Please show each line of the listing where "SphereDemo" is present.
------ SUPPLIED INFORMATION
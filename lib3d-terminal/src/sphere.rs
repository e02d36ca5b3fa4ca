/// Spinning sphere with a gyroscope axis drawn at a chosen latitude
///
/// State is a handful of explicit inputs. The camera position and gyro axis
/// are derived from them every frame instead of being pushed around by
/// change callbacks.
use crossterm::event::KeyCode;
use lib3d_core::math::{cross, to_degrees, to_radians};
use lib3d_core::{
    Camera, CameraOrientation, CameraParameters, Color, Handle, Lib3d, Line, OriginTriad,
    RenderBackend, Result, SphereGrid, Vertex,
};
use std::f32::consts::PI;
use std::time::Duration;

use crate::Demo;

pub const SPHERE_RADIUS: f32 = 1.0;
pub const ORIGIN_SIZE: f32 = 0.5;
pub const FOCAL_LENGTH: f32 = 1.5;
/// Camera distance from the centre, in sphere radii
pub const VIEWING_HEIGHT: f32 = 4.0;
/// The camera always sits over this meridian
pub const CAMERA_LONGITUDE_DEG: f32 = 0.0;
pub const GYRO_AXIS_LINE_LENGTH: f32 = 0.25;
pub const TIME_PER_REVOLUTION: Duration = Duration::from_millis(24_000);

/// Largest latitude reachable from the keyboard; the pole itself would put
/// an overhead camera on the world-up axis
pub const MAX_INTERACTIVE_LATITUDE: f32 = 85.0;
const LATITUDE_STEP: f32 = 5.0;
const ROTATION_STEP_DEG: f32 = 5.0;

fn gyro_color_inner() -> Color {
    Color::from_rgb8(235, 139, 14)
}

fn gyro_color_outer() -> Color {
    Color::from_rgb8(153, 16, 227)
}

#[derive(Debug, Clone, Copy, PartialEq)]
pub enum CameraMode {
    /// Fixed in space; does not follow the spin
    Static { latitude_deg: f32, rotation_deg: f32 },
    /// Above the gyroscope latitude, spinning with the sphere
    Overhead,
}

#[derive(Debug, Clone, Copy, PartialEq, Eq)]
pub enum GyroAxisOrientation {
    /// Along the surface normal
    Vertical,
    /// Tangent to the surface, pointing north
    Horizontal,
}

#[derive(Debug, Clone, PartialEq)]
pub struct SphereOptions {
    pub latitude_deg: f32,
    pub camera_mode: CameraMode,
    pub gyro_axis: GyroAxisOrientation,
}

impl Default for SphereOptions {
    fn default() -> Self {
        Self {
            latitude_deg: 45.0,
            camera_mode: CameraMode::Static {
                latitude_deg: 45.0,
                rotation_deg: 50.0,
            },
            gyro_axis: GyroAxisOrientation::Vertical,
        }
    }
}

/// Spin angle as a 24-hour clock reading, one revolution per day
pub fn rotation_to_hours(rotation_angle: f32) -> String {
    let minutes_total = (12.0 * 60.0 / PI) * rotation_angle;
    let mut hours = (minutes_total / 60.0).floor() as i32;
    let mut minutes = (minutes_total - hours as f32 * 60.0).round() as i32;
    if minutes == 60 {
        hours += 1;
        minutes = 0;
    }
    format!("{:02}:{:02}", hours, minutes)
}

pub struct SphereDemo {
    sphere: SphereGrid,
    // Emitted once; kept so the triad stays owned alongside the grid
    _origin: OriginTriad,
    options: SphereOptions,
    rotation_angle: f32,
    animation_offset: Option<Duration>,
    gyro_handles: Vec<Handle>,
}

impl SphereDemo {
    pub fn create<B: RenderBackend>(
        backend: B,
        aspect: f32,
        options: SphereOptions,
    ) -> Result<(Lib3d<B>, Self)> {
        let parameters = CameraParameters {
            f: FOCAL_LENGTH,
            width: aspect,
            height: 1.0,
            zfar: 100.0,
            znear: 0.1,
        };
        let mut lib3d = Lib3d::new(
            backend,
            parameters,
            Camera::DEFAULT_POSITION,
            CameraOrientation::default(),
        )?;
        let sphere = SphereGrid::new(lib3d.scene_mut(), SPHERE_RADIUS);
        let origin = OriginTriad::new(lib3d.scene_mut(), ORIGIN_SIZE);

        let mut demo = Self {
            sphere,
            _origin: origin,
            options,
            rotation_angle: 0.0,
            animation_offset: None,
            gyro_handles: Vec::new(),
        };
        demo.update_scene(&mut lib3d)?;
        Ok((lib3d, demo))
    }

    pub fn options(&self) -> &SphereOptions {
        &self.options
    }

    pub fn rotation_angle(&self) -> f32 {
        self.rotation_angle
    }

    pub fn set_rotation_angle(&mut self, angle: f32) {
        self.rotation_angle = angle.rem_euclid(2.0 * PI);
    }

    /// Where the camera sits for the current mode and spin
    pub fn camera_position(&self) -> Result<Vertex> {
        let surface_point = match self.options.camera_mode {
            CameraMode::Static {
                latitude_deg,
                rotation_deg,
            } => self
                .sphere
                .surface_point(latitude_deg, CAMERA_LONGITUDE_DEG, to_radians(rotation_deg))?,
            CameraMode::Overhead => self.sphere.surface_point(
                self.options.latitude_deg,
                CAMERA_LONGITUDE_DEG,
                self.rotation_angle,
            )?,
        };
        Ok(surface_point.scale(VIEWING_HEIGHT))
    }

    /// Unit gyroscope axis for the selected latitude, in the unspun frame
    pub fn gyro_axis(&self) -> Result<Vertex> {
        let normal = self
            .sphere
            .surface_point(self.options.latitude_deg, CAMERA_LONGITUDE_DEG, 0.0)?;
        Ok(match self.options.gyro_axis {
            GyroAxisOrientation::Vertical => normal,
            GyroAxisOrientation::Horizontal => cross(&Vertex::new(0.0, 1.0, 0.0).into(), &normal.into()).into(),
        })
    }

    fn draw_gyro_axis<B: RenderBackend>(&mut self, lib3d: &mut Lib3d<B>) -> Result<()> {
        let surface_point = self.sphere.surface_point(
            self.options.latitude_deg,
            CAMERA_LONGITUDE_DEG,
            self.rotation_angle,
        )?;
        let offset = self.gyro_axis()?.scale(GYRO_AXIS_LINE_LENGTH);

        self.gyro_handles.push(lib3d.add_line(Line::new(
            surface_point - offset,
            surface_point,
            gyro_color_inner(),
        )));
        self.gyro_handles.push(lib3d.add_line(Line::new(
            surface_point,
            surface_point + offset,
            gyro_color_outer(),
        )));
        Ok(())
    }

    fn remove_gyro_axis<B: RenderBackend>(&mut self, lib3d: &mut Lib3d<B>) {
        for handle in self.gyro_handles.drain(..) {
            lib3d.remove_line(handle);
        }
    }

    fn adjust_latitude(&mut self, delta: f32) {
        self.options.latitude_deg = (self.options.latitude_deg + delta)
            .clamp(-MAX_INTERACTIVE_LATITUDE, MAX_INTERACTIVE_LATITUDE);
    }

    fn adjust_static_camera(&mut self, delta_latitude: f32, delta_rotation: f32) {
        if let CameraMode::Static {
            latitude_deg,
            rotation_deg,
        } = &mut self.options.camera_mode
        {
            *latitude_deg = (*latitude_deg + delta_latitude)
                .clamp(-MAX_INTERACTIVE_LATITUDE, MAX_INTERACTIVE_LATITUDE);
            *rotation_deg = (*rotation_deg + delta_rotation).rem_euclid(360.0);
        }
    }
}

impl Demo for SphereDemo {
    fn title(&self) -> &str {
        "Lib3d Sphere"
    }

    fn tick(&mut self, now: Duration) {
        let offset = *self.animation_offset.get_or_insert(now);
        let radians_per_ms = 2.0 * PI / TIME_PER_REVOLUTION.as_millis() as f32;
        let elapsed_ms = now.saturating_sub(offset).as_secs_f32() * 1000.0;
        self.set_rotation_angle(elapsed_ms * radians_per_ms);
    }

    fn update_scene<B: RenderBackend>(&mut self, lib3d: &mut Lib3d<B>) -> Result<()> {
        self.remove_gyro_axis(lib3d);
        lib3d.set_camera_position(self.camera_position()?);
        lib3d.look_at(Vertex::ORIGIN)?;
        self.sphere.draw(lib3d.scene_mut(), self.rotation_angle);
        self.draw_gyro_axis(lib3d)
    }

    fn handle_key(&mut self, key: KeyCode) -> bool {
        match key {
            KeyCode::Up => self.adjust_latitude(LATITUDE_STEP),
            KeyCode::Down => self.adjust_latitude(-LATITUDE_STEP),
            KeyCode::Left if self.animation_offset.is_none() => {
                self.set_rotation_angle(self.rotation_angle - to_radians(ROTATION_STEP_DEG))
            }
            KeyCode::Right if self.animation_offset.is_none() => {
                self.set_rotation_angle(self.rotation_angle + to_radians(ROTATION_STEP_DEG))
            }
            KeyCode::PageUp => self.adjust_static_camera(LATITUDE_STEP, 0.0),
            KeyCode::PageDown => self.adjust_static_camera(-LATITUDE_STEP, 0.0),
            KeyCode::Char('[') => self.adjust_static_camera(0.0, -ROTATION_STEP_DEG),
            KeyCode::Char(']') => self.adjust_static_camera(0.0, ROTATION_STEP_DEG),
            KeyCode::Char('c') => {
                self.options.camera_mode = match self.options.camera_mode {
                    CameraMode::Static { .. } => CameraMode::Overhead,
                    CameraMode::Overhead => SphereOptions::default().camera_mode,
                }
            }
            KeyCode::Char('g') => {
                self.options.gyro_axis = match self.options.gyro_axis {
                    GyroAxisOrientation::Vertical => GyroAxisOrientation::Horizontal,
                    GyroAxisOrientation::Horizontal => GyroAxisOrientation::Vertical,
                }
            }
            _ => return false,
        }
        true
    }

    /// Stopping rewinds the spin; the next tick after resuming restarts the
    /// clock from zero
    fn set_paused(&mut self, paused: bool) {
        if paused {
            self.rotation_angle = 0.0;
        }
        self.animation_offset = None;
    }

    fn status(&self) -> String {
        let camera = match self.options.camera_mode {
            CameraMode::Static { .. } => "static",
            CameraMode::Overhead => "overhead",
        };
        let gyro = match self.options.gyro_axis {
            GyroAxisOrientation::Vertical => "vertical",
            GyroAxisOrientation::Horizontal => "horizontal",
        };
        format!(
            "lat {:.0}° | {:03.0}° {} | camera {} (C) | gyro {} (G)",
            self.options.latitude_deg,
            to_degrees(self.rotation_angle),
            rotation_to_hours(self.rotation_angle),
            camera,
            gyro
        )
    }
}

#[cfg(test)]
mod tests {
    use super::*;
    use lib3d_core::MockBackend;

    fn demo(options: SphereOptions) -> (Lib3d<MockBackend>, SphereDemo) {
        SphereDemo::create(MockBackend::new(), 1.0, options).unwrap()
    }

    #[test]
    fn test_rotation_to_hours() {
        assert_eq!(rotation_to_hours(0.0), "00:00");
        assert_eq!(rotation_to_hours(PI), "12:00");
        assert_eq!(rotation_to_hours(PI / 2.0), "06:00");
        assert_eq!(rotation_to_hours(PI / 12.0 * 0.5), "00:30");
    }

    #[test]
    fn test_static_camera_ignores_spin() {
        let (_, mut demo) = demo(SphereOptions::default());
        let before = demo.camera_position().unwrap();
        demo.set_rotation_angle(1.0);
        assert_eq!(demo.camera_position().unwrap(), before);
        assert!((before.length() - VIEWING_HEIGHT).abs() < 1e-4);
    }

    #[test]
    fn test_overhead_camera_follows_spin() {
        let options = SphereOptions {
            camera_mode: CameraMode::Overhead,
            ..SphereOptions::default()
        };
        let (_, mut demo) = demo(options);
        let before = demo.camera_position().unwrap();
        demo.set_rotation_angle(1.0);
        assert_ne!(demo.camera_position().unwrap(), before);
    }

    #[test]
    fn test_gyro_axis_orientations() {
        let (_, mut demo) = demo(SphereOptions::default());
        let vertical = demo.gyro_axis().unwrap();
        assert!((vertical.length() - 1.0).abs() < 1e-5);

        demo.handle_key(KeyCode::Char('g'));
        let horizontal = demo.gyro_axis().unwrap();
        let dot = vertical.x * horizontal.x + vertical.y * horizontal.y + vertical.z * horizontal.z;
        assert!(dot.abs() < 1e-5);
    }

    #[test]
    fn test_update_scene_replaces_gyro_lines() {
        let (mut lib3d, mut demo) = demo(SphereOptions::default());
        let lines = lib3d.scene().line_count();

        demo.tick(Duration::from_millis(0));
        demo.tick(Duration::from_millis(6_000));
        assert!((demo.rotation_angle() - PI / 2.0).abs() < 1e-4);

        demo.update_scene(&mut lib3d).unwrap();
        assert_eq!(lib3d.scene().line_count(), lines);
        lib3d.draw().unwrap();
    }

    #[test]
    fn test_pause_rewinds_and_allows_manual_rotation() {
        let (_, mut demo) = demo(SphereOptions::default());
        demo.tick(Duration::from_secs(1));
        demo.tick(Duration::from_secs(3));
        assert!(demo.rotation_angle() > 0.0);

        demo.set_paused(true);
        assert_eq!(demo.rotation_angle(), 0.0);
        assert!(demo.handle_key(KeyCode::Right));
        assert!((to_degrees(demo.rotation_angle()) - ROTATION_STEP_DEG).abs() < 1e-3);
    }

    #[test]
    fn test_latitude_keys_stay_off_the_pole() {
        let options = SphereOptions {
            camera_mode: CameraMode::Overhead,
            ..SphereOptions::default()
        };
        let (mut lib3d, mut demo) = demo(options);
        for _ in 0..30 {
            demo.handle_key(KeyCode::Up);
        }
        assert_eq!(demo.options().latitude_deg, MAX_INTERACTIVE_LATITUDE);
        assert!(demo.update_scene(&mut lib3d).is_ok());
    }
}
------------
■ **WRITTEN SOLUTION**
pub struct SphereDemo {
impl SphereDemo {
impl Demo for SphereDemo {
    fn demo(options: SphereOptions) -> (Lib3d<MockBackend>, SphereDemo) {
        SphereDemo::create(MockBackend::new(), 1.0, options).unwrap()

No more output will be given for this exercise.